• **Work order**: In the material below, find each line with the string "impl" and copy it.

• **Provided records**:
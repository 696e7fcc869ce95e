use agent_exposure_common::ExposureConfig;
use anyhow::{Context, Result};
use axum::{
    middleware,
    routing::{get, post, put},
    Router,
};
use std::sync::Arc;
use tower_http::cors::CorsLayer;
use tracing::info;

use crate::{
    middleware::{get_tracing_layer, logging_middleware},
    openapi,
    routes::{assess, health, questions, sessions},
    sessions::SessionStore,
};

/// Shared handler state
#[derive(Debug, Clone)]
pub struct AppState {
    pub config: Arc<ExposureConfig>,
    pub sessions: SessionStore,
}

impl AppState {
    pub fn new(config: ExposureConfig) -> Self {
        let sessions = SessionStore::new(config.server.max_sessions);
        Self {
            config: Arc::new(config),
            sessions,
        }
    }
}

pub struct ExposureServer {
    state: AppState,
}

impl ExposureServer {
    pub fn new(config: ExposureConfig) -> Self {
        Self {
            state: AppState::new(config),
        }
    }

    pub fn state(&self) -> &AppState {
        &self.state
    }

    pub fn router(&self) -> Router {
        Router::new()
            .route("/health", get(health::health))
            .route("/questions", get(questions::list_questions))
            .route("/assess", post(assess::assess_profile))
            .route("/sessions", post(sessions::create_session))
            .route(
                "/sessions/:session_id",
                get(sessions::get_session).delete(sessions::delete_session),
            )
            .route("/sessions/:session_id/answers/:step", put(sessions::set_answer))
            .route("/sessions/:session_id/advance", post(sessions::advance))
            .route("/sessions/:session_id/retreat", post(sessions::retreat))
            .route("/sessions/:session_id/reset", post(sessions::reset))
            .route("/sessions/:session_id/result", get(sessions::get_result))
            .route("/api-doc/openapi.json", get(openapi::openapi_json))
            .layer(middleware::from_fn(logging_middleware))
            .layer(get_tracing_layer())
            .layer(CorsLayer::permissive())
            .with_state(self.state.clone())
    }

    /// Bind to the configured address and serve until Ctrl-C
    pub async fn run(self) -> Result<()> {
        let addr = self.state.config.bind_addr()?;
        let listener = tokio::net::TcpListener::bind(addr)
            .await
            .with_context(|| format!("Failed to bind {}", addr))?;

        info!("Assessment API listening on http://{}", addr);
        info!("OpenAPI document at http://{}/api-doc/openapi.json", addr);

        axum::serve(listener, self.router())
            .with_graceful_shutdown(shutdown_signal())
            .await
            .context("Server error")?;

        info!("Assessment API stopped");
        Ok(())
    }
}

async fn shutdown_signal() {
    if let Err(e) = tokio::signal::ctrl_c().await {
        tracing::error!("Failed to listen for shutdown signal: {}", e);
    }
}
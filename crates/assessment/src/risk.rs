//! Exposure risk model
//!
//! Maps a complete agent profile to a composite score, an exposure tier and
//! the tier's recommended controls. Weights are fixed constants.
//!
//! ```text
//! score = autonomy (1-3) + tool access (0|3) + public input (0|2)
//!       + data sensitivity (1-3) + decision impact (1-3)
//! ```

use agent_exposure_common::{
    AgentProfile, Answer, AssessmentResult, AutonomyLevel, CompleteProfile, DataSensitivity,
    DecisionImpact, ExposureTier, Result, Step,
};
use serde::Serialize;
use tracing::{debug, warn};

#[cfg(feature = "openapi")]
use utoipa::ToSchema;

pub const TOOL_ACCESS_WEIGHT: u8 = 3;
pub const PUBLIC_INPUT_WEIGHT: u8 = 2;

pub const MIN_SCORE: u8 = 4;
pub const MAX_SCORE: u8 = 14;

const LOW_TIER_MAX: u8 = 6;
const MODERATE_TIER_MAX: u8 = 11;

const LOW_CONTROLS: &[&str] = &[
    "Prompt version control",
    "Logging and traceability",
    "Basic input validation",
];

const MODERATE_CONTROLS: &[&str] = &[
    "Guardrail layer (policy enforcement)",
    "Human approval for high-impact outputs",
    "Tool invocation restrictions",
    "Structured output validation",
];

const HIGH_CONTROLS: &[&str] = &[
    "Policy enforcement gateway",
    "Strong human oversight",
    "Tool sandboxing constraints",
    "Output validation framework",
    "Audit and rollback capability",
];

pub const DISCLAIMER: &str = "This model is illustrative. Weighting assumptions are intentionally transparent to enable refinement.";

/// Points one answered step adds to the composite score
#[derive(Debug, Clone, Copy, PartialEq, Eq, Serialize)]
#[cfg_attr(feature = "openapi", derive(ToSchema))]
#[serde(rename_all = "camelCase")]
pub struct Contribution {
    pub step: Step,
    pub points: u8,
}

pub fn autonomy_weight(level: AutonomyLevel) -> u8 {
    match level {
        AutonomyLevel::HumanInTheLoop => 1,
        AutonomyLevel::SemiAutonomous => 2,
        AutonomyLevel::FullyAutonomous => 3,
    }
}

pub fn sensitivity_weight(level: DataSensitivity) -> u8 {
    match level {
        DataSensitivity::Low => 1,
        DataSensitivity::Moderate => 2,
        DataSensitivity::High => 3,
    }
}

pub fn impact_weight(level: DecisionImpact) -> u8 {
    match level {
        DecisionImpact::AdvisoryOnly => 1,
        DecisionImpact::OperationalInfluence => 2,
        DecisionImpact::AutomatedExecution => 3,
    }
}

/// Points for a single answer, independent of the other steps
pub fn answer_weight(answer: Answer) -> u8 {
    match answer {
        Answer::Autonomy(level) => autonomy_weight(level),
        Answer::ToolAccess(flag) => flag_weight(flag, TOOL_ACCESS_WEIGHT),
        Answer::PublicInput(flag) => flag_weight(flag, PUBLIC_INPUT_WEIGHT),
        Answer::DataSensitivity(level) => sensitivity_weight(level),
        Answer::DecisionImpact(level) => impact_weight(level),
    }
}

fn flag_weight(flag: bool, weight: u8) -> u8 {
    if flag {
        weight
    } else {
        0
    }
}

/// Per-step contributions in questionnaire order; they sum to [`score`]
pub fn score_breakdown(profile: &CompleteProfile) -> [Contribution; 5] {
    let answers = [
        Answer::Autonomy(profile.autonomy),
        Answer::ToolAccess(profile.tool_access),
        Answer::PublicInput(profile.public_input),
        Answer::DataSensitivity(profile.data_sensitivity),
        Answer::DecisionImpact(profile.decision_impact),
    ];

    answers.map(|answer| Contribution {
        step: answer.step(),
        points: answer_weight(answer),
    })
}

/// Composite score in `MIN_SCORE..=MAX_SCORE`
pub fn score(profile: &CompleteProfile) -> u8 {
    score_breakdown(profile)
        .iter()
        .map(|contribution| contribution.points)
        .sum()
}

pub fn exposure_tier(score: u8) -> ExposureTier {
    if score <= LOW_TIER_MAX {
        ExposureTier::Low
    } else if score <= MODERATE_TIER_MAX {
        ExposureTier::Moderate
    } else {
        ExposureTier::High
    }
}

/// Recommended controls for a tier, in priority order
pub fn controls(tier: ExposureTier) -> &'static [&'static str] {
    match tier {
        ExposureTier::Low => LOW_CONTROLS,
        ExposureTier::Moderate => MODERATE_CONTROLS,
        ExposureTier::High => HIGH_CONTROLS,
    }
}

/// Heading shown above the control list
pub fn posture_headline(tier: ExposureTier) -> &'static str {
    match tier {
        ExposureTier::Low => "Baseline Controls Recommended",
        ExposureTier::Moderate => "Enhanced Controls Required",
        ExposureTier::High => "High-Risk Configuration: deployment should not proceed without",
    }
}

pub fn assess(profile: &CompleteProfile) -> AssessmentResult {
    let score = score(profile);
    let exposure_tier = exposure_tier(score);
    debug!(score, tier = %exposure_tier, "Computed exposure assessment");

    AssessmentResult {
        score,
        exposure_tier,
        controls: controls(exposure_tier)
            .iter()
            .map(|control| control.to_string())
            .collect(),
    }
}

/// Score a profile that may still be partial.
///
/// Fails with `IncompleteProfile` naming the unanswered steps; never defaults them.
pub fn compute_result(profile: &AgentProfile) -> Result<AssessmentResult> {
    let complete = CompleteProfile::try_from(profile).map_err(|err| {
        warn!(error = %err, "Refusing to score a partial profile");
        err
    })?;
    Ok(assess(&complete))
}
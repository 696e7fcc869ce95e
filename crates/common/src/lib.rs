//! Common types and utilities shared across all crates

pub mod config;
pub mod error;
pub mod tracing_setup;
pub mod types;

pub use config::*;
pub use error::{ExposureError, Result};
pub use tracing_setup::init_tracing_with_level;
pub use types::*;
use axum::{extract::State, Json};
use chrono::Utc;

use crate::{server::AppState, types::HealthResponse};

/// Report server health and the number of open sessions
#[utoipa::path(
    get,
    path = "/health",
    responses(
        (status = 200, description = "Server is healthy", body = HealthResponse),
    ),
    tag = "System"
)]
pub async fn health(State(state): State<AppState>) -> Json<HealthResponse> {
    Json(HealthResponse {
        status: "ok".to_string(),
        active_sessions: state.sessions.len(),
        timestamp: Utc::now(),
    })
}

• **Answer to this exercise**:
impl AppState {
impl ExposureServer {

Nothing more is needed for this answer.